Resource economists use a simple rule of thumb — known as Hartwick Rule’s after the Canadian economist who first came up with it — to assess the sustainability of non-renewable resource use. The “economic rents” — that is, the market value minus the cost of production — generated in the exploitation of those resources should be offset by an equal (or larger) investment in physical and human capital.
The logic is straightforward. Natural resources in the ground are like money in the bank. If you simply withdraw money for consumption, it’s gone for good. But if you invest the cash, there’s a good chance it will yield returns that offset depletion of the nestegg. Investment can take the form of physical capital — factories, roads, telecom systems and the like — or human capital (education, research, etc.)
The Hartwick Rule has gained currency over the years as countries that have consumed the proceeds from natural resource exploitation have gone from boom to bust. The most notorious case is the Pacific island of Nauru, which was made of phosphate rock (used for fertilizer) that was strip-mined into wasteland in a generation. The World Bank now similarly estimates “genuine saving,” defined as gross domestic saving minus depreciation and depletion of natural resources, for a wide range of countries.

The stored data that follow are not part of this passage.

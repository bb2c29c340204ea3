use std::env;
use std::fs;
use std::path::{Path, PathBuf};

use serde::{Deserialize, Serialize};

use crate::kernel::constants;
use crate::kernel::error::{Error, Result};

/// Host configuration, read once at startup.
///
/// Every field has a default, so a missing file or a partial one is fine.
#[derive(Debug, Clone, PartialEq, Eq, Serialize, Deserialize)]
#[serde(default)]
pub struct HostConfig {
    /// Settings file, relative to the home directory
    pub settings_file: String,
    /// Plugin ids that are loaded but not activated
    pub disabled_plugins: Vec<String>,
    /// Default log filter when `RUST_LOG` is unset
    pub log_level: String,
}

impl Default for HostConfig {
    fn default() -> Self {
        Self {
            settings_file: constants::DEFAULT_SETTINGS_FILE.to_string(),
            disabled_plugins: Vec::new(),
            log_level: constants::DEFAULT_LOG_LEVEL.to_string(),
        }
    }
}

impl HostConfig {
    /// Load the configuration at `path`; a missing file yields the defaults.
    ///
    /// The format follows the extension: `.toml` (with the `toml-config`
    /// feature) or `.json`.
    pub fn load(path: &Path) -> Result<Self> {
        if !path.exists() {
            log::debug!("No host configuration at {}, using defaults", path.display());
            return Ok(Self::default());
        }

        let data = fs::read_to_string(path)
            .map_err(|e| Error::Config(format!("Failed to read {}: {}", path.display(), e)))?;
        Self::parse(&data, path)
    }

    fn parse(data: &str, path: &Path) -> Result<Self> {
        let extension = path
            .extension()
            .and_then(|ext| ext.to_str())
            .map(str::to_lowercase);

        match extension.as_deref() {
            #[cfg(feature = "toml-config")]
            Some("toml") => toml::from_str(data)
                .map_err(|e| Error::Config(format!("Invalid TOML in {}: {}", path.display(), e))),
            Some("json") => serde_json::from_str(data)
                .map_err(|e| Error::Config(format!("Invalid JSON in {}: {}", path.display(), e))),
            _ => Err(Error::Config(format!(
                "Unsupported configuration format for {}",
                path.display()
            ))),
        }
    }

    /// Absolute location of the settings file under `home`
    pub fn settings_path(&self, home: &Path) -> PathBuf {
        home.join(&self.settings_file)
    }
}

/// Resolve the home directory: an explicit path, else `SCRIBE_HOME`, else the
/// platform config directory.
pub fn resolve_home(explicit: Option<PathBuf>) -> Result<PathBuf> {
    if let Some(home) = explicit {
        return Ok(home);
    }
    if let Some(home) = env::var_os(constants::HOME_ENV_VAR).filter(|value| !value.is_empty()) {
        return Ok(PathBuf::from(home));
    }
    dirs::config_dir()
        .map(|dir| dir.join(constants::CONFIG_DIR_NAME))
        .ok_or_else(|| Error::Config("Could not determine a configuration directory".to_string()))
}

Unfortunately, the World Bank lacked data to include deforestation — Indonesia is home to huge tracts of valuable hard woods — in its estimate. So, to arrive at a ballpark figure for Indonesia’s genuine savings, I have used the conservative consensus estimate that Indonesia is currently losing about 600,000 hectares (1.5 million acres) per year in primary forests. Further, I have very conservatively assumed that the market value lost with each hectare is $30,000 (using the value of the dollar in 2000 to control for inflation).

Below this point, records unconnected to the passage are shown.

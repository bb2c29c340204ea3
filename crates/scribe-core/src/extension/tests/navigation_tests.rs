use std::sync::Arc;
use std::sync::atomic::{AtomicUsize, Ordering};

use crate::extension::error::ExtensionError;
use crate::extension::navigation::{NavigationProvider, NavigationRegistry, NavigationTarget};
use crate::extension::registry::Identified;
use crate::vfs::{LocalVirtualFile, VirtualFile};

/// Supports files with one extension and always answers with a fixed offset
struct FixedProvider {
    id: String,
    extension: String,
    answer: usize,
    calls: Arc<AtomicUsize>,
}

impl FixedProvider {
    fn new(id: &str, extension: &str, answer: usize) -> Self {
        Self {
            id: id.to_string(),
            extension: extension.to_string(),
            answer,
            calls: Arc::new(AtomicUsize::new(0)),
        }
    }
}

impl Identified for FixedProvider {
    fn id(&self) -> &str {
        &self.id
    }
}

impl NavigationProvider for FixedProvider {
    fn supports(&self, file: &dyn VirtualFile) -> bool {
        file.extension().as_deref() == Some(self.extension.as_str())
    }

    fn goto_definition(&self, file: &Arc<dyn VirtualFile>, _offset: usize, _contents: &str) -> Option<NavigationTarget> {
        self.calls.fetch_add(1, Ordering::SeqCst);
        Some(NavigationTarget::new(file.clone(), self.answer))
    }
}

struct PanickingProvider;

impl Identified for PanickingProvider {
    fn id(&self) -> &str {
        "panicking"
    }
}

impl NavigationProvider for PanickingProvider {
    fn supports(&self, _file: &dyn VirtualFile) -> bool {
        true
    }

    fn goto_definition(&self, _file: &Arc<dyn VirtualFile>, _offset: usize, _contents: &str) -> Option<NavigationTarget> {
        panic!("provider bug");
    }
}

#[test]
fn test_first_registered_supporting_provider_wins() {
    let registry = NavigationRegistry::new();
    let first = Arc::new(FixedProvider::new("first", "rs", 10));
    let second = Arc::new(FixedProvider::new("second", "rs", 20));
    let first_calls = first.calls.clone();
    let second_calls = second.calls.clone();

    registry.register(Arc::new(FixedProvider::new("xml", "xml", 1)), "host").unwrap();
    registry.register(first, "host").unwrap();
    registry.register(second, "plugin").unwrap();

    let file = LocalVirtualFile::shared("/project/src/main.rs");
    assert_eq!(registry.provider_for(file.as_ref()).unwrap().id(), "first");

    let target = registry.goto_definition(&file, 3, "fn main() {}").unwrap();
    assert_eq!(target.offset(), 10);
    assert_eq!(target.file().path(), file.path());
    assert_eq!(first_calls.load(Ordering::SeqCst), 1);
    assert_eq!(second_calls.load(Ordering::SeqCst), 0);
}

#[test]
fn test_no_supporting_provider() {
    let registry = NavigationRegistry::new();
    registry.register(Arc::new(FixedProvider::new("xml", "xml", 1)), "host").unwrap();

    let file = LocalVirtualFile::shared("/project/readme.md");
    assert!(registry.provider_for(file.as_ref()).is_none());
    assert!(registry.goto_definition(&file, 0, "").is_none());
}

#[test]
fn test_duplicate_provider_id_rejected() {
    let registry = NavigationRegistry::new();
    registry.register(Arc::new(FixedProvider::new("p", "rs", 1)), "host").unwrap();
    let err = registry.register(Arc::new(FixedProvider::new("p", "xml", 2)), "plugin").unwrap_err();
    assert!(matches!(err, ExtensionError::DuplicateRegistration { kind: "navigation provider", .. }));
}

#[test]
fn test_panicking_provider_yields_no_target() {
    let registry = NavigationRegistry::new();
    registry.register(Arc::new(PanickingProvider), "plugin").unwrap();

    let file = LocalVirtualFile::shared("/project/any.txt");
    assert!(registry.goto_definition(&file, 0, "text").is_none());
}

#[test]
fn test_target_offset_is_not_validated() {
    let file = LocalVirtualFile::shared("/does/not/exist.txt");
    let target = NavigationTarget::new(file, 1_000_000);
    assert_eq!(target.offset(), 1_000_000);
}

As the graph below shows, Indonesia’s gross savings rate is about 30 percent of national income — a very respectable figure close to that of Thailand, Vietnam and the Philippines. The problem is that Indonesia is depleting natural resources at such a high rate that genuine savings amounts to just seven percent of national income. (By the way, Malaysia, another resource-rich country, is not doing much better, despite a reported gross saving rate of more than 35 percent.)
It’s worth noting that there is a somewhat reassuring trend in Indonesia’s genuine saving rate. Gross domestic saving has risen sharply in recent years. This gain, combined with a decrease in energy depletion as oil reserves are used up, has pushed Indonesia’s genuine saving into positive territory after many years of negative net saving. But the trend is vulnerable to reversal as Indonesia ramps up natural gas production and world commodity prices come down from their recent peaks.

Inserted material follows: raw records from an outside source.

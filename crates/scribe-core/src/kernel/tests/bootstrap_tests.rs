use std::sync::Arc;

use crate::extension::language::Language;
use crate::kernel::bootstrap::*;
use crate::kernel::config::HostConfig;
use crate::kernel::constants;
use crate::kernel::error::{Error, KernelLifecyclePhase};
use crate::plugin_system::context::PluginContext;
use crate::plugin_system::error::PluginError;
use crate::plugin_system::manager::{DefaultPluginManager, PluginManager};
use crate::plugin_system::source::StaticPluginSource;
use crate::plugin_system::state::PluginState;
use crate::plugin_system::traits::{Plugin, PluginInfo};
use crate::storage::error::StorageSystemError;
use crate::storage::settings::SettingsStore;
use crate::workspace::manager::WorkspaceManager;

use tempfile::tempdir;

struct LanguagePlugin {
    info: PluginInfo,
    language: &'static str,
}

impl LanguagePlugin {
    fn new(id: &str, language: &'static str) -> Arc<Self> {
        Arc::new(Self {
            info: PluginInfo::parse(id, id, "0.1.0").unwrap(),
            language,
        })
    }
}

impl Plugin for LanguagePlugin {
    fn info(&self) -> &PluginInfo {
        &self.info
    }

    fn activate(&self, ctx: &mut PluginContext) -> Result<(), PluginError> {
        ctx.register_language(Language::new(self.language))?;
        Ok(())
    }
}

// Helper function to set up a temporary home directory for testing
fn setup_test_env() -> tempfile::TempDir {
    tempdir().expect("Failed to create temporary directory")
}

#[tokio::test]
async fn test_application_new_registers_components() {
    let temp_dir = setup_test_env();
    let app = Application::new(temp_dir.path(), HostConfig::default()).expect("Application::new failed");

    assert!(app.get_component::<SettingsStore>().await.is_some(), "SettingsStore should be registered");
    assert!(app.get_component::<DefaultPluginManager>().await.is_some(), "DefaultPluginManager should be registered");
    assert!(app.get_component::<WorkspaceManager>().await.is_some(), "WorkspaceManager should be registered");
    assert!(!app.is_initialized());
    assert_eq!(app.home(), temp_dir.path());
    assert_eq!(app.settings().location(), temp_dir.path().join("settings.properties"));
}

#[tokio::test]
async fn test_host_file_types_are_owned_by_host() {
    let temp_dir = setup_test_env();
    let app = Application::new(temp_dir.path(), HostConfig::default()).unwrap();

    let text = app.registries().file_types.file_type_for_extension("TXT").expect("plain text registered");
    assert_eq!(text.name(), "Plain Text");
    assert_eq!(
        app.registries().file_types.owner_of("Plain Text").as_deref(),
        Some(constants::HOST_OWNER)
    );
}

#[tokio::test]
async fn test_application_run_lifecycle() {
    let temp_dir = setup_test_env();
    let mut app = Application::new(temp_dir.path(), HostConfig::default()).unwrap();
    app.add_plugin_source(Arc::new(
        StaticPluginSource::new("builtin").with_plugin(LanguagePlugin::new("xml-support", "xml")),
    ));

    app.run().await.expect("First run should succeed");
    assert!(app.is_initialized());
    assert!(app.registries().languages.get("xml").is_some());
    assert_eq!(app.plugin_manager().list_loaded().await.len(), 1);

    let second = app.run().await;
    assert!(matches!(
        second,
        Err(Error::KernelLifecycleError { phase: KernelLifecyclePhase::Bootstrap, .. })
    ));

    app.settings().put("editor.theme", "dark");
    app.shutdown().await.expect("Shutdown should succeed");
    assert!(!app.is_initialized());
    assert!(app.registries().languages.get("xml").is_none());
    assert_eq!(
        app.plugin_manager().state("xml-support").await,
        Some(PluginState::Deactivated)
    );

    // The settings store flushes on stop
    let fresh = SettingsStore::new(
        Arc::new(crate::storage::local::LocalStorageProvider::new(temp_dir.path().to_path_buf())),
        "settings.properties",
    )
    .unwrap();
    assert_eq!(fresh.get("editor.theme").as_deref(), Some("dark"));
}

#[tokio::test]
async fn test_disabled_plugins_from_config() {
    let temp_dir = setup_test_env();
    let config = HostConfig {
        disabled_plugins: vec!["json-support".to_string()],
        ..HostConfig::default()
    };
    let mut app = Application::new(temp_dir.path(), config).unwrap();
    app.add_plugin_source(Arc::new(
        StaticPluginSource::new("builtin")
            .with_plugin(LanguagePlugin::new("xml-support", "xml"))
            .with_plugin(LanguagePlugin::new("json-support", "json")),
    ));

    app.run().await.unwrap();
    assert!(app.registries().languages.get("xml").is_some());
    assert!(app.registries().languages.get("json").is_none());
    assert_eq!(
        app.plugin_manager().state("json-support").await,
        Some(PluginState::Discovered)
    );
    app.shutdown().await.unwrap();
}

#[tokio::test]
async fn test_failing_plugin_does_not_fail_startup() {
    struct Broken(PluginInfo);
    impl Plugin for Broken {
        fn info(&self) -> &PluginInfo {
            &self.0
        }
        fn activate(&self, _ctx: &mut PluginContext) -> Result<(), PluginError> {
            Err(PluginError::Activation("missing grammar".to_string()))
        }
    }

    let temp_dir = setup_test_env();
    let mut app = Application::new(temp_dir.path(), HostConfig::default()).unwrap();
    app.add_plugin_source(Arc::new(
        StaticPluginSource::new("builtin")
            .with_plugin(Arc::new(Broken(PluginInfo::parse("broken", "Broken", "1.0.0").unwrap())))
            .with_plugin(LanguagePlugin::new("rust-support", "rust")),
    ));

    app.run().await.expect("a broken plugin must not abort startup");
    assert!(app.plugin_manager().state("broken").await.unwrap().is_failed());
    assert!(app.registries().languages.get("rust").is_some());
    app.shutdown().await.unwrap();
}

#[tokio::test]
async fn test_run_restores_workspace() {
    let temp_dir = setup_test_env();
    let project = setup_test_env();
    {
        let mut app = Application::new(temp_dir.path(), HostConfig::default()).unwrap();
        app.run().await.unwrap();
        app.workspace().open_workspace(project.path()).unwrap();
        app.shutdown().await.unwrap();
    }

    let mut app = Application::new(temp_dir.path(), HostConfig::default()).unwrap();
    app.run().await.unwrap();
    assert_eq!(app.workspace().workspace_root().as_deref(), Some(project.path()));
    app.shutdown().await.unwrap();
}

#[test]
fn test_unsupported_settings_format_fails_bootstrap() {
    let temp_dir = tempdir().expect("Failed to create temp directory");
    let config = HostConfig {
        settings_file: "settings.ini".to_string(),
        ..HostConfig::default()
    };

    match Application::new(temp_dir.path(), config) {
        Err(Error::StorageSystem(StorageSystemError::UnsupportedFormat(file))) => assert_eq!(file, "settings.ini"),
        other => panic!("Expected UnsupportedFormat error, got {:?}", other),
    }
}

Natural resource depletion also puts Indonesia’s currently healthy government finances at risk. Oil and gas sales generate more than one-fifth of total government revenue, reducing pressure on politicians to develop more sustainable sources of income. Indonesians were not forced to pay much in taxes during the authoritarian Suharto years, which, in a sense, was a wasted opportunity since well-entrenched military-backed governments have the luxury of promulgating unpopular policies. Today, Indonesia is a democracy, and the reluctance of successive administrations to pare down wasteful fuel subsidies from the budget or to raise taxes suggests how difficult it is for a country long accustomed to easing its fiscal problems by pumping oil to pull up its socks.
This much is clear, however: Indonesia cannot get rich by eating its seed corn. This doesn’t mean, however, that Indonesia must necessarily slow the exploitation of all natural resources. On one hand, the gains from protecting primary rainforests are particularly large given the massive social and political costs of forest destruction. On the other, mineral depletion still makes up a relatively small proportion of dissaving. What is clear is that the country must break the habit of financing consumption growth from natural resource rents, and that economic growth in the long run depends on sustained increases in investment in physical and human capital. The immediate goal then, should be containment of deforestation plus the phase-out of fuel subsidies — in particular, fuel subsidies to the affluent — and to create incentives for investment in productive capacity and skills.
Indonesia is hardly the only resource-rich emerging market country that is using its natural wealth in unsustainable ways. Saudi Arabia’s genuine savings rate was negative in 2008 (the latest year for which figures are available) and is probably in worse shape today. Failed states in Africa — think of Congo or Equitorial Guinea — save almost nothing and produce almost nothing other fast-depleting minerals. But Indonesia is an especially important case, a large country that in many ways appears ready for rapid development. It would be very sad, indeed, if a legacy of resource profligacy slowed it down.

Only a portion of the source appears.